Ken’s talk covered a whole range of stories from his life. He is clearly a keen observer of life and people. After some wonderful stories from his life, Ken said “well I suppose you would like to know what the role of a Leader in the current uncertain times might be?”.
3 Things Leaders Do in Times of Crisis
Ken said that there are three parts to leading well in uncertain times:
- Be a Bearer of Hope (Focus attention on the good stuff)
- Treat people as Business Partners (If you are losing sleep over the numbers, make sure everybody is losing sleep over the numbers)
- Have a Servant Leadership heart (who’s in charge? customer or supervisor? – it should be the customer at the top of the pyramid)
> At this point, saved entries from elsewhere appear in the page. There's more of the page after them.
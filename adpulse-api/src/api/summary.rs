use axum::extract::{Query, State};
use axum::extract::rejection::QueryRejection;
use axum::Json;

use super::DateRangeQuery;
use crate::error::ApiResult;
use crate::AppState;
use adpulse_common::db::aggregates::platform_summaries;
use adpulse_common::db::{MetricsFilter, PlatformSummary};

/// GET /summary/platforms
pub async fn platform_summary(
    State(state): State<AppState>,
    query: Result<Query<DateRangeQuery>, QueryRejection>,
) -> ApiResult<Json<Vec<PlatformSummary>>> {
    let Query(range) = query?;
    let filter = MetricsFilter::date_range(range.start_date, range.end_date);

    let summaries = platform_summaries(state.storage.pool(), &filter).await?;
    Ok(Json(summaries))
}
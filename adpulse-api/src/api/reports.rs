//! Report generation and listing

use axum::extract::rejection::{JsonRejection, QueryRejection};
use axum::extract::{Query, State};
use axum::Json;
use chrono::NaiveDate;
use serde::{Deserialize, Serialize};
use std::path::PathBuf;

use crate::error::{ApiError, ApiResult};
use crate::report::{self, ReportFile};
use crate::AppState;

#[derive(Debug, Deserialize)]
pub struct ReportRequest {
    pub start_date: NaiveDate,
    pub end_date: NaiveDate,
    #[serde(default)]
    pub send_email: bool,
    pub email: Option<String>,
}

#[derive(Debug, Serialize)]
pub struct ReportResponse {
    pub report_path: PathBuf,
    pub message: String,
}

#[derive(Debug, Deserialize)]
pub struct ListReportsQuery {
    pub directory: Option<PathBuf>,
}

#[derive(Debug, Serialize)]
pub struct ReportListResponse {
    pub reports: Vec<ReportFile>,
}

/// POST /reports/generate
pub async fn generate_report(
    State(state): State<AppState>,
    body: Result<Json<ReportRequest>, JsonRejection>,
) -> ApiResult<Json<ReportResponse>> {
    let Json(request) = body?;

    if request.start_date > request.end_date {
        return Err(ApiError::BadRequest(
            "start_date must not be after end_date".to_string(),
        ));
    }
    let recipient = request.email.as_deref().map(str::trim).filter(|e| !e.is_empty());
    if request.send_email && recipient.is_none() {
        return Err(ApiError::BadRequest(
            "Email address required when send_email is true".to_string(),
        ));
    }

    let report_path = report::build_report(
        &state.storage,
        state.generator.as_deref(),
        request.start_date,
        request.end_date,
        &state.reports_dir,
    )
    .await?;

    if let Some(to) = recipient.filter(|_| request.send_email) {
        report::send_report_via_email(to, &report_path);
    }

    Ok(Json(ReportResponse {
        report_path,
        message: "Report generated successfully".to_string(),
    }))
}

/// GET /reports/list
pub async fn list_reports(
    State(state): State<AppState>,
    query: Result<Query<ListReportsQuery>, QueryRejection>,
) -> ApiResult<Json<ReportListResponse>> {
    let Query(query) = query?;
    let directory = query.directory.unwrap_or_else(|| state.reports_dir.clone());

    let reports = report::list_reports(&directory)?;
    Ok(Json(ReportListResponse { reports }))
}
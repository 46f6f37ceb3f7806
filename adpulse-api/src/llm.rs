//! Text-generation client
//!
//! Talks to either an OpenAI-compatible chat-completions endpoint or a local
//! Ollama `/api/chat` endpoint. One request per call, fixed timeout, no retry.

use async_trait::async_trait;
use serde::{Deserialize, Serialize};
use serde_json::Value;
use std::time::Duration;
use thiserror::Error;
use tracing::debug;

pub const ENV_LLM_PROVIDER: &str = "ADPULSE_LLM_PROVIDER";
pub const ENV_OPENAI_API_KEY: &str = "OPENAI_API_KEY";
pub const ENV_OPENAI_MODEL: &str = "ADPULSE_OPENAI_MODEL";
pub const ENV_OPENAI_URL: &str = "ADPULSE_OPENAI_URL";
pub const ENV_OLLAMA_URL: &str = "OLLAMA_API_URL";
pub const ENV_OLLAMA_MODEL: &str = "OLLAMA_MODEL";

pub const DEFAULT_OPENAI_MODEL: &str = "gpt-4o-mini";
pub const DEFAULT_OPENAI_URL: &str = "https://api.openai.com/v1/chat/completions";
pub const DEFAULT_OLLAMA_URL: &str = "http://127.0.0.1:11434/api/chat";
pub const DEFAULT_OLLAMA_MODEL: &str = "gpt-oss-20b";

/// Returned when the provider answers without any content
pub const NO_RESPONSE: &str = "No response generated.";

const SYSTEM_PROMPT: &str = "You are AdPulse, an elite performance marketing analyst.";
const TEMPERATURE: f32 = 0.3;
const USER_AGENT: &str = concat!("adpulse/", env!("CARGO_PKG_VERSION"));
const OPENAI_TIMEOUT: Duration = Duration::from_secs(60);
const OLLAMA_TIMEOUT: Duration = Duration::from_secs(120);

#[derive(Debug, Error)]
pub enum GenerationError {
    #[error("{0}")]
    MissingCredential(String),

    #[error("Text generation request failed: {0}")]
    Network(String),

    #[error("Text generation API error {status}: {body}")]
    Api { status: u16, body: String },

    #[error("Unexpected text generation response: {0}")]
    Parse(String),
}

#[derive(Debug, Clone, Copy, PartialEq, Eq)]
pub enum LlmProvider {
    OpenAi,
    Ollama,
}

impl LlmProvider {
    /// "ollama" (any case) selects Ollama; anything else is OpenAI
    pub fn from_name(name: &str) -> Self {
        if name.trim().eq_ignore_ascii_case("ollama") {
            LlmProvider::Ollama
        } else {
            LlmProvider::OpenAi
        }
    }
}

#[derive(Debug, Clone)]
pub struct LlmSettings {
    pub provider: LlmProvider,
    pub api_key: Option<String>,
    pub model: String,
    pub openai_url: String,
    pub ollama_url: String,
    pub ollama_model: String,
    pub timeout: Duration,
}

impl LlmSettings {
    pub fn from_env() -> Self {
        let var = |name: &str| std::env::var(name).ok().filter(|v| !v.trim().is_empty());

        let provider = var(ENV_LLM_PROVIDER)
            .map(|p| LlmProvider::from_name(&p))
            .unwrap_or(LlmProvider::OpenAi);
        let timeout = match provider {
            LlmProvider::OpenAi => OPENAI_TIMEOUT,
            LlmProvider::Ollama => OLLAMA_TIMEOUT,
        };

        Self {
            provider,
            api_key: var(ENV_OPENAI_API_KEY),
            model: var(ENV_OPENAI_MODEL).unwrap_or_else(|| DEFAULT_OPENAI_MODEL.to_string()),
            openai_url: var(ENV_OPENAI_URL).unwrap_or_else(|| DEFAULT_OPENAI_URL.to_string()),
            ollama_url: var(ENV_OLLAMA_URL).unwrap_or_else(|| DEFAULT_OLLAMA_URL.to_string()),
            ollama_model: var(ENV_OLLAMA_MODEL).unwrap_or_else(|| DEFAULT_OLLAMA_MODEL.to_string()),
            timeout,
        }
    }
}

/// Anything that can turn a prompt into prose
#[async_trait]
pub trait TextGeneration: Send + Sync {
    async fn generate(&self, prompt: &str, max_tokens: u32) -> Result<String, GenerationError>;
}

#[derive(Serialize)]
struct ChatMessage<'a> {
    role: &'a str,
    content: &'a str,
}

fn chat_messages(prompt: &str) -> [ChatMessage<'_>; 2] {
    [
        ChatMessage {
            role: "system",
            content: SYSTEM_PROMPT,
        },
        ChatMessage {
            role: "user",
            content: prompt,
        },
    ]
}

#[derive(Serialize)]
struct OpenAiRequest<'a> {
    model: &'a str,
    messages: [ChatMessage<'a>; 2],
    max_tokens: u32,
    temperature: f32,
}

#[derive(Deserialize)]
struct OpenAiResponse {
    #[serde(default)]
    choices: Vec<OpenAiChoice>,
}

#[derive(Deserialize)]
struct OpenAiChoice {
    message: OpenAiMessage,
}

#[derive(Deserialize)]
struct OpenAiMessage {
    content: Option<String>,
}

#[derive(Serialize)]
struct OllamaRequest<'a> {
    model: &'a str,
    messages: [ChatMessage<'a>; 2],
    stream: bool,
}

/// Provider-backed generator
pub struct TextGenerator {
    http_client: reqwest::Client,
    settings: LlmSettings,
}

impl TextGenerator {
    /// Fails immediately when OpenAI is selected without an API key
    pub fn new(settings: LlmSettings) -> Result<Self, GenerationError> {
        if settings.provider == LlmProvider::OpenAi && settings.api_key.is_none() {
            return Err(GenerationError::MissingCredential(format!(
                "Missing {} environment variable. Set it before requesting AI insights or set {}=ollama.",
                ENV_OPENAI_API_KEY, ENV_LLM_PROVIDER
            )));
        }

        let http_client = reqwest::Client::builder()
            .user_agent(USER_AGENT)
            .timeout(settings.timeout)
            .build()
            .map_err(|e| GenerationError::Network(e.to_string()))?;

        Ok(Self {
            http_client,
            settings,
        })
    }

    pub fn provider(&self) -> LlmProvider {
        self.settings.provider
    }

    async fn generate_openai(&self, prompt: &str, max_tokens: u32) -> Result<String, GenerationError> {
        let request = OpenAiRequest {
            model: &self.settings.model,
            messages: chat_messages(prompt),
            max_tokens,
            temperature: TEMPERATURE,
        };

        let response = self
            .http_client
            .post(&self.settings.openai_url)
            .bearer_auth(self.settings.api_key.as_deref().unwrap_or_default())
            .json(&request)
            .send()
            .await
            .map_err(|e| GenerationError::Network(e.to_string()))?;

        let status = response.status();
        if !status.is_success() {
            let body = response.text().await.unwrap_or_default();
            return Err(GenerationError::Api {
                status: status.as_u16(),
                body,
            });
        }

        let parsed: OpenAiResponse = response
            .json()
            .await
            .map_err(|e| GenerationError::Parse(e.to_string()))?;

        Ok(parsed
            .choices
            .into_iter()
            .next()
            .and_then(|choice| choice.message.content)
            .filter(|content| !content.is_empty())
            .unwrap_or_else(|| NO_RESPONSE.to_string()))
    }

    async fn generate_ollama(&self, prompt: &str) -> Result<String, GenerationError> {
        let request = OllamaRequest {
            model: &self.settings.ollama_model,
            messages: chat_messages(prompt),
            stream: false,
        };

        let response = self
            .http_client
            .post(&self.settings.ollama_url)
            .json(&request)
            .send()
            .await
            .map_err(|e| GenerationError::Network(format!("Ollama request failed: {}", e)))?;

        let status = response.status();
        if !status.is_success() {
            let body = response.text().await.unwrap_or_default();
            return Err(GenerationError::Api {
                status: status.as_u16(),
                body,
            });
        }

        let data: Value = response
            .json()
            .await
            .map_err(|e| GenerationError::Parse(e.to_string()))?;

        Ok(ollama_content(&data))
    }
}

#[async_trait]
impl TextGeneration for TextGenerator {
    async fn generate(&self, prompt: &str, max_tokens: u32) -> Result<String, GenerationError> {
        debug!(provider = ?self.settings.provider, prompt_len = prompt.len(), "Requesting completion");
        match self.settings.provider {
            LlmProvider::OpenAi => self.generate_openai(prompt, max_tokens).await,
            // Ollama's chat endpoint has no max_tokens field
            LlmProvider::Ollama => self.generate_ollama(prompt).await,
        }
    }
}

/// Pull the reply out of the shapes different Ollama versions return
fn ollama_content(data: &Value) -> String {
    let content_of = |message: &Value| {
        message
            .get("content")
            .and_then(Value::as_str)
            .unwrap_or(NO_RESPONSE)
            .to_string()
    };

    if let Some(message) = data.get("message") {
        return content_of(message);
    }
    if let Some(last) = data
        .get("messages")
        .and_then(Value::as_array)
        .and_then(|messages| messages.last())
    {
        return content_of(last);
    }
    match data.get("response") {
        Some(Value::String(text)) => text.clone(),
        Some(other) => other.to_string(),
        None => data.to_string(),
    }
}

#[cfg(test)]
mod tests {
    use super::*;
    use serde_json::json;
    use serial_test::serial;

    fn settings(provider: LlmProvider, api_key: Option<&str>) -> LlmSettings {
        LlmSettings {
            provider,
            api_key: api_key.map(str::to_string),
            model: DEFAULT_OPENAI_MODEL.to_string(),
            openai_url: DEFAULT_OPENAI_URL.to_string(),
            ollama_url: DEFAULT_OLLAMA_URL.to_string(),
            ollama_model: DEFAULT_OLLAMA_MODEL.to_string(),
            timeout: Duration::from_secs(1),
        }
    }

    #[test]
    fn test_openai_without_key_fails_fast() {
        let err = TextGenerator::new(settings(LlmProvider::OpenAi, None))
            .err()
            .expect("missing key must fail");
        assert!(matches!(err, GenerationError::MissingCredential(_)));
        assert!(err.to_string().contains(ENV_OPENAI_API_KEY));
    }

    #[test]
    fn test_ollama_needs_no_key() {
        let generator = TextGenerator::new(settings(LlmProvider::Ollama, None)).unwrap();
        assert_eq!(generator.provider(), LlmProvider::Ollama);
    }

    #[test]
    fn test_provider_name_parsing() {
        assert_eq!(LlmProvider::from_name("Ollama"), LlmProvider::Ollama);
        assert_eq!(LlmProvider::from_name("openai"), LlmProvider::OpenAi);
        assert_eq!(LlmProvider::from_name("anthropic"), LlmProvider::OpenAi);
    }

    #[test]
    #[serial]
    fn test_settings_from_env() {
        std::env::set_var(ENV_LLM_PROVIDER, "ollama");
        std::env::set_var(ENV_OLLAMA_MODEL, "llama3");
        std::env::remove_var(ENV_OLLAMA_URL);

        let settings = LlmSettings::from_env();
        assert_eq!(settings.provider, LlmProvider::Ollama);
        assert_eq!(settings.ollama_model, "llama3");
        assert_eq!(settings.ollama_url, DEFAULT_OLLAMA_URL);
        assert_eq!(settings.timeout, OLLAMA_TIMEOUT);

        std::env::remove_var(ENV_LLM_PROVIDER);
        std::env::remove_var(ENV_OLLAMA_MODEL);
    }

    #[test]
    fn test_ollama_content_shapes() {
        assert_eq!(ollama_content(&json!({"message": {"content": "hi"}})), "hi");
        assert_eq!(ollama_content(&json!({"message": {}})), NO_RESPONSE);
        assert_eq!(
            ollama_content(&json!({"messages": [{"content": "a"}, {"content": "b"}]})),
            "b"
        );
        assert_eq!(ollama_content(&json!({"response": "plain"})), "plain");
        assert_eq!(ollama_content(&json!({"other": 1})), r#"{"other":1}"#);
    }
}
I will not cover what he talked about around the details of these three areas – much of this can be found by searching for Ken Blanchard (on Google, YouTube or Bing).
I listened to Ken going through the roles of a leader, the type of behaviours that a leader can carry through…
My question to Ken was what happens when, as a leader, you wake up one morning and think “I’m tired. I’ve been a bearer of hope, I’ve pushed, I’ve communicated… but today I’m tired… it’s somebody else’s turn to push today… to be the motor today. What do you recommend? What do you do to keep strong as a leader?”
Ken’s answer was “Solitude. Begin the day slowly”.
Start the Day Slowly
In my case, the alarm goes off, I jump up head downstairs, put coffee on, cereal in a bowl, TV on, check email and messages on my Iphone… and straight into the problems and crisis of the day.
When Ken’s alarm clock goes off in the morning, he wakes up. He sits on the side of his bed with his hands, palms down, resting on his legs. He takes a few minutes to listen to what thoughts are passing through his head, what worries him, what his body is telling him. After 10 minutes of listening to himself, he turns his hands over, palms up, and reflects on what he wants to be grateful for at the end of the day. The hustle of the bustle of the day still takes its toll, but starting the day slowly gives him the strength to do what he knows is right.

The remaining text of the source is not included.